Performance penalty for non-allocating code Inserting safe points in performance critical, non-allocating loops can be expensive, especially if the conventions used to communicate with the garbage collector disallow derived pointers in registers at the safe point. (Derived pointers are pointers used to refer to an object that are not the base address of the object.) Such a restriction would, for example, disallow most standard induction variable optimizations, as well as preventing motion of some loop invariant array access code out of loops. This is much less of a problem if derived pointers are allowed at safe points, though some more esoteric optimizations may still become impossible, and manual optimization for critical code becomes risky.
Precise garbage collectors generally do require safe points in all loops to ensure that any thread can be advanced to a safe point in bounded time.
Performance of inter-language interoperability The protocol required for inter-language calls with a precise collector can incur significant overhead. In the case of a conservative collector, the protocol is essentially nonexistent, and hence free.
Potentially higher reliability One of the more important clients of C calls is usually the language run-time system. Complexity of the protocol increases the probability of undetected errors. Similarly errors in safe-point descriptors may not be promptly recognized.
(Copying garbage collectors do make it a bit easier to detect such errors more promptly when they are exercised, since it is easier to trap references to "garbage". A nonmoving collector will not be able to unmap all garbage. But it is still necessary to find test cases that exercise the problem.)
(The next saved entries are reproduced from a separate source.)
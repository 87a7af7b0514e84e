use anyhow::Result;
use clap::{Arg, ArgAction, Command};

use mac_assist::commands;
use mac_assist::core::config::CONFIG_KEYS;

fn cli() -> Command {
    Command::new("mac-assist")
        .version(env!("CARGO_PKG_VERSION"))
        .about("Ask natural-language questions about your disk, memory and battery")
        .disable_version_flag(true)
        .arg(
            Arg::new("version")
                .short('V')
                .long("version")
                .help("Print version information")
                .action(ArgAction::SetTrue),
        )
        .arg(
            Arg::new("verbose")
                .short('v')
                .long("verbose")
                .help("Enable debug logging")
                .action(ArgAction::SetTrue)
                .global(true),
        )
        .arg(
            Arg::new("path")
                .long("path")
                .value_name("PATH")
                .help("Filesystem path whose disk usage is reported (default: /)")
                .global(true),
        )
        .arg(
            Arg::new("ollama-url")
                .long("ollama-url")
                .value_name("URL")
                .help("Base URL of the Ollama server")
                .global(true),
        )
        .arg(
            Arg::new("classifier-model")
                .long("classifier-model")
                .value_name("MODEL")
                .help("Model used to understand questions")
                .global(true),
        )
        .arg(
            Arg::new("composer-model")
                .long("composer-model")
                .value_name("MODEL")
                .help("Model used to phrase answers")
                .global(true),
        )
        .subcommand(Command::new("chat").about("Interactive question and answer session (default)"))
        .subcommand(
            Command::new("ask")
                .about("Answer a single question and exit")
                .arg(
                    Arg::new("question")
                        .help("The question to answer")
                        .required(true)
                        .num_args(1..),
                )
                .arg(
                    Arg::new("show-reports")
                        .long("show-reports")
                        .help("Also print the raw reports the answer is based on")
                        .action(ArgAction::SetTrue),
                ),
        )
        .subcommand(
            Command::new("report")
                .about("Print raw metric reports without a language model")
                .arg(
                    Arg::new("kinds")
                        .help("Metrics to report: disk, battery, memory (default: all)")
                        .num_args(1..),
                ),
        )
        .subcommand(
            Command::new("config")
                .about("Manage configuration (use 'mac-assist config --help' for subcommands)")
                .subcommand_required(true)
                .arg_required_else_help(true)
                .subcommand(Command::new("show").about("Show current configuration"))
                .subcommand(
                    Command::new("set")
                        .about("Set a configuration value")
                        .arg(
                            Arg::new("key")
                                .help("Configuration key")
                                .required(true)
                                .value_parser(CONFIG_KEYS)
                                .index(1),
                        )
                        .arg(
                            Arg::new("value")
                                .help("New value")
                                .required(true)
                                .index(2),
                        ),
                )
                .subcommand(Command::new("reset").about("Restore default configuration"))
                .subcommand(Command::new("path").about("Print the configuration file location")),
        )
        .subcommand(Command::new("version").about("Shows version information"))
}

fn main() -> Result<()> {
    let matches = cli().get_matches();

    mac_assist::init_logging(matches.get_flag("verbose"));

    if matches.get_flag("version") {
        return commands::version();
    }

    match matches.subcommand() {
        Some(("chat", sub_matches)) => commands::chat(sub_matches),
        Some(("ask", sub_matches)) => commands::ask(sub_matches),
        Some(("report", sub_matches)) => commands::report(sub_matches),
        Some(("config", sub_matches)) => commands::config::execute(sub_matches),
        Some(("version", _)) => commands::version(),
        _ => commands::chat(&matches),
    }
}
// Mac Assist Library - Public API

// Re-export error types
pub mod error;
pub use error::{AssistError, Result};

// Module declarations
pub mod assistant;
pub mod commands;
pub mod core;
pub mod platform;
pub mod ui;

// Re-export commonly used types
pub use crate::core::config::Config;
pub use crate::core::monitor::SystemMonitor;

// Initialize logging
pub fn init_logging(verbose: bool) {
    let level = if verbose {
        log::LevelFilter::Debug
    } else {
        log::LevelFilter::Warn
    };

    env_logger::Builder::new()
        .filter_level(level)
        .parse_default_env()
        .init();
}
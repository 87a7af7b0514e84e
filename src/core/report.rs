//! Fixed-template sentences for each metric reading.

use super::metrics::{Absence, BatteryLevel, DiskUsage, Reading};
use crate::platform::OsFamily;

pub const DISK_UNAVAILABLE: &str = "I was unable to retrieve the disk usage information.";
pub const BATTERY_UNAVAILABLE: &str = "I could not retrieve the current battery status. It might be unavailable or not applicable (e.g., on a desktop).";
pub const MEMORY_DARWIN_ONLY: &str = "Memory usage from 'top' command is only available on macOS.";
pub const MEMORY_UNAVAILABLE: &str = "I was unable to fetch the system's current memory usage.";
pub const NO_REPORTS: &str = "No Reports Found!";

pub fn disk_report(reading: &Reading<DiskUsage>) -> String {
    match reading {
        Reading::Present(usage) => format!(
            "Here is the current disk usage report: The total disk space is {} GB, \
             with {} GB used and {} GB free. \
             This means the disk is currently {}% full.",
            format_decimal(usage.total_gb),
            format_decimal(usage.used_gb),
            format_decimal(usage.free_gb),
            format_decimal(usage.percent_used),
        ),
        Reading::Absent(_) => DISK_UNAVAILABLE.to_string(),
    }
}

pub fn battery_report(reading: &Reading<BatteryLevel>) -> String {
    match reading {
        Reading::Present(level) => format!("The current battery level is at {}%.", level),
        Reading::Absent(_) => BATTERY_UNAVAILABLE.to_string(),
    }
}

pub fn memory_report(reading: &Reading<String>, os: OsFamily) -> String {
    match reading {
        Reading::Present(summary) => {
            // The summary usually ends its own sentence already
            let terminator = if summary.ends_with('.') { "" } else { "." };
            format!(
                "The system's physical memory (RAM) usage is currently: {}{}",
                summary, terminator
            )
        }
        Reading::Absent(Absence::Unsupported) => MEMORY_DARWIN_ONLY.to_string(),
        Reading::Absent(_) if !os.is_darwin() => MEMORY_DARWIN_ONLY.to_string(),
        Reading::Absent(_) => MEMORY_UNAVAILABLE.to_string(),
    }
}

/// Render a stored decimal value: shortest round-trip form, always with a
/// fractional part (`500.0`, `123.45`).
pub fn format_decimal(value: f64) -> String {
    let text = format!("{}", value);
    if value.is_finite() && !text.contains('.') {
        format!("{}.0", text)
    } else {
        text
    }
}
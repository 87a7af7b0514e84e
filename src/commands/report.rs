use anyhow::Result;
use clap::ArgMatches;

use crate::core::MetricKind;

/// Print raw reports without involving a language model
pub fn execute(matches: &ArgMatches) -> Result<()> {
    let config = super::resolve_config(matches)?;
    let monitor = super::build_monitor(&config)?;

    let kinds: Vec<String> = match matches.get_many::<String>("kinds") {
        Some(values) => values.cloned().collect(),
        None => MetricKind::ALL.iter().map(|k| k.to_string()).collect(),
    };

    for kind in &kinds {
        println!("{}", monitor.get_report(kind));
    }

    Ok(())
}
Size of descriptor information, need to single-step It is probably too expensive to make every program point a safe-point. Thus a precise collector must be able to single-step a process to the next safe point. Depending on the environment, this may be nontrivial.

The Bottom Line

The costs associated with the two approaches are not easily comparable. Very allocation intensive programs with hard space requirements, short object lifetimes and no calls to C/C++ libraries tend to favor precise collectors. Numerical inner loops or C/C++ calls favor conservative collection.